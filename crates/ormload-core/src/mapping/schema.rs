//! DDL export for mapped tables.

use ormload_dialect::SqlTypeCode;

use super::collection::{ElementDef, IndexDef};
use super::entity::{PropertyDef, PropertyKind};
use super::registry::MappingRegistry;
use crate::error::Result;
use crate::value::ValueType;

#[derive(Debug, Default)]
struct TableDef {
    name: String,
    columns: Vec<(String, SqlTypeCode, bool)>,
    primary_key: Vec<String>,
}

impl TableDef {
    fn add(&mut self, column: &str, code: SqlTypeCode, not_null: bool) {
        if !self.columns.iter().any(|(c, _, _)| c == column) {
            self.columns.push((column.to_string(), code, not_null));
        }
    }

    fn add_typed(&mut self, columns: &[String], ty: &ValueType, not_null: bool) {
        let codes = ty.sql_types();
        for (index, column) in columns.iter().enumerate() {
            let code = codes.get(index).copied().unwrap_or(SqlTypeCode::BigInt);
            self.add(column, code, not_null);
        }
    }
}

/// Renders CREATE TABLE statements for every mapped table.
pub struct SchemaExporter<'a> {
    registry: &'a MappingRegistry,
}

impl<'a> SchemaExporter<'a> {
    pub fn new(registry: &'a MappingRegistry) -> Self {
        Self { registry }
    }

    /// CREATE TABLE statements in mapping order.
    pub fn create_statements(&self) -> Result<Vec<String>> {
        let mut tables: Vec<TableDef> = Vec::new();
        let mut table = |name: &str| -> usize {
            match tables.iter().position(|t| t.name == name) {
                Some(index) => index,
                None => {
                    tables.push(TableDef {
                        name: name.to_string(),
                        ..Default::default()
                    });
                    tables.len() - 1
                }
            }
        };
        let mut layout: Vec<(usize, Vec<(Vec<String>, ValueType, bool)>, Vec<String>)> = Vec::new();

        for entity in self.registry.entities() {
            let index = table(&entity.table);
            let mut columns = vec![(entity.identifier.columns.clone(), entity.identifier.value_type.clone(), true)];
            self.property_columns(&entity.properties, &mut columns)?;
            layout.push((index, columns, entity.identifier.columns.clone()));
            for subclass in &entity.subclasses {
                let index = table(&subclass.table);
                let mut columns = vec![(subclass.key_columns.clone(), entity.identifier.value_type.clone(), true)];
                self.property_columns(&subclass.properties, &mut columns)?;
                layout.push((index, columns, subclass.key_columns.clone()));
            }
        }

        for collection in self.registry.collections() {
            let owner = self.registry.entity(&collection.owner)?;
            let index = table(collection.table_name());
            let mut columns = vec![(
                collection.key_columns.clone(),
                owner.identifier.value_type.clone(),
                !collection.is_one_to_many(),
            )];
            match &collection.index {
                Some(IndexDef::Basic { column, value_type }) => {
                    columns.push((vec![column.clone()], value_type.clone(), false))
                }
                Some(IndexDef::Entity { entity, columns: index_columns }) => {
                    let target = self.registry.entity(entity)?;
                    columns.push((index_columns.clone(), target.identifier.value_type.clone(), false));
                }
                None => {}
            }
            if let Some(column) = &collection.identifier_column {
                columns.push((vec![column.clone()], ValueType::Long, true));
            }
            match &collection.element {
                ElementDef::Basic { column, value_type } => {
                    columns.push((vec![column.clone()], value_type.clone(), false))
                }
                ElementDef::ManyToMany { entity, columns: element_columns } => {
                    let target = self.registry.entity(entity)?;
                    columns.push((element_columns.clone(), target.identifier.value_type.clone(), true));
                }
                ElementDef::Composite { properties } => {
                    for property in properties {
                        columns.push((vec![property.column.clone()], property.value_type.clone(), false));
                    }
                }
                ElementDef::OneToMany { .. } => {}
            }
            let primary_key = match (&collection.identifier_column, collection.is_one_to_many()) {
                (_, true) => Vec::new(),
                (Some(id), false) => vec![id.clone()],
                (None, false) => Vec::new(),
            };
            layout.push((index, columns, primary_key));
        }

        for (index, columns, primary_key) in layout {
            let def = &mut tables[index];
            for (names, ty, not_null) in &columns {
                def.add_typed(names, ty, *not_null);
            }
            if def.primary_key.is_empty() {
                def.primary_key = primary_key;
            }
        }

        let dialect = self.registry.dialect();
        tables
            .iter()
            .map(|def| {
                let mut parts = Vec::new();
                for (column, code, not_null) in &def.columns {
                    let mut part = format!("{column} {}", dialect.type_name(*code)?);
                    if *not_null {
                        part.push_str(" not null");
                    }
                    parts.push(part);
                }
                if !def.primary_key.is_empty() {
                    parts.push(format!("primary key ({})", def.primary_key.join(", ")));
                }
                Ok(format!("create table {} ({})", def.name, parts.join(", ")))
            })
            .collect()
    }

    fn property_columns(
        &self,
        properties: &[PropertyDef],
        out: &mut Vec<(Vec<String>, ValueType, bool)>,
    ) -> Result<()> {
        for property in properties {
            match &property.kind {
                PropertyKind::Basic { columns, value_type } => {
                    out.push((columns.clone(), value_type.clone(), false))
                }
                PropertyKind::ManyToOne(a) | PropertyKind::OneToOne(a) if !a.columns.is_empty() => {
                    let target = self.registry.entity(&a.target)?;
                    out.push((a.columns.clone(), target.identifier.value_type.clone(), a.required));
                }
                PropertyKind::Any { type_column, id_column, .. } => {
                    out.push((vec![type_column.clone()], ValueType::String, false));
                    out.push((vec![id_column.clone()], ValueType::Long, false));
                }
                PropertyKind::Component { properties } => self.property_columns(properties, out)?,
                PropertyKind::ManyToOne(_) | PropertyKind::OneToOne(_) | PropertyKind::Collection { .. } => {}
            }
        }
        Ok(())
    }
}

#[cfg(test)]
mod tests {
    use super::*;
    use crate::mapping::{
        AssociationDef, CollectionPersister, EntityPersister, IdentifierDef, PropertyDef,
    };
    use ormload_dialect::Dialect;

    #[test]
    fn test_create_statements() {
        let registry = MappingRegistry::builder(Dialect::sqlite())
            .with_entity(
                EntityPersister::new("User", "users", IdentifierDef::new("id", "id", ValueType::Long))
                    .with_property(PropertyDef::basic("name", "name", ValueType::String))
                    .with_property(PropertyDef::collection("tags", "User.tags")),
            )
            .with_entity(
                EntityPersister::new("Post", "posts", IdentifierDef::new("id", "id", ValueType::Long))
                    .with_property(PropertyDef::many_to_one(
                        "author",
                        AssociationDef::new("User", vec!["author_id".into()]).with_required(true),
                    )),
            )
            .with_collection(
                CollectionPersister::new(
                    "User.tags",
                    "User",
                    vec!["user_id".into()],
                    ElementDef::Basic {
                        column: "tag".into(),
                        value_type: ValueType::String,
                    },
                )
                .with_table("user_tags"),
            )
            .build()
            .unwrap();
        let statements = SchemaExporter::new(&registry).create_statements().unwrap();
        assert_eq!(
            statements,
            vec![
                "create table posts (id bigint not null, author_id bigint not null, primary key (id))",
                "create table users (id bigint not null, name varchar, primary key (id))",
                "create table user_tags (user_id bigint not null, tag varchar)",
            ]
        );
    }
}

EXERCISE AIM:
Reproduce the records above line by line, without any change, up to and including the line that holds "#[derive(Debug, Default)]".

RESPONSE:
filename crates/ormload-core/src/mapping/schema.rs
//! DDL export for mapped tables.

use ormload_dialect::SqlTypeCode;

use super::collection::{ElementDef, IndexDef};
use super::entity::{PropertyDef, PropertyKind};
use super::registry::MappingRegistry;
use crate::error::Result;
use crate::value::ValueType;

#[derive(Debug, Default)]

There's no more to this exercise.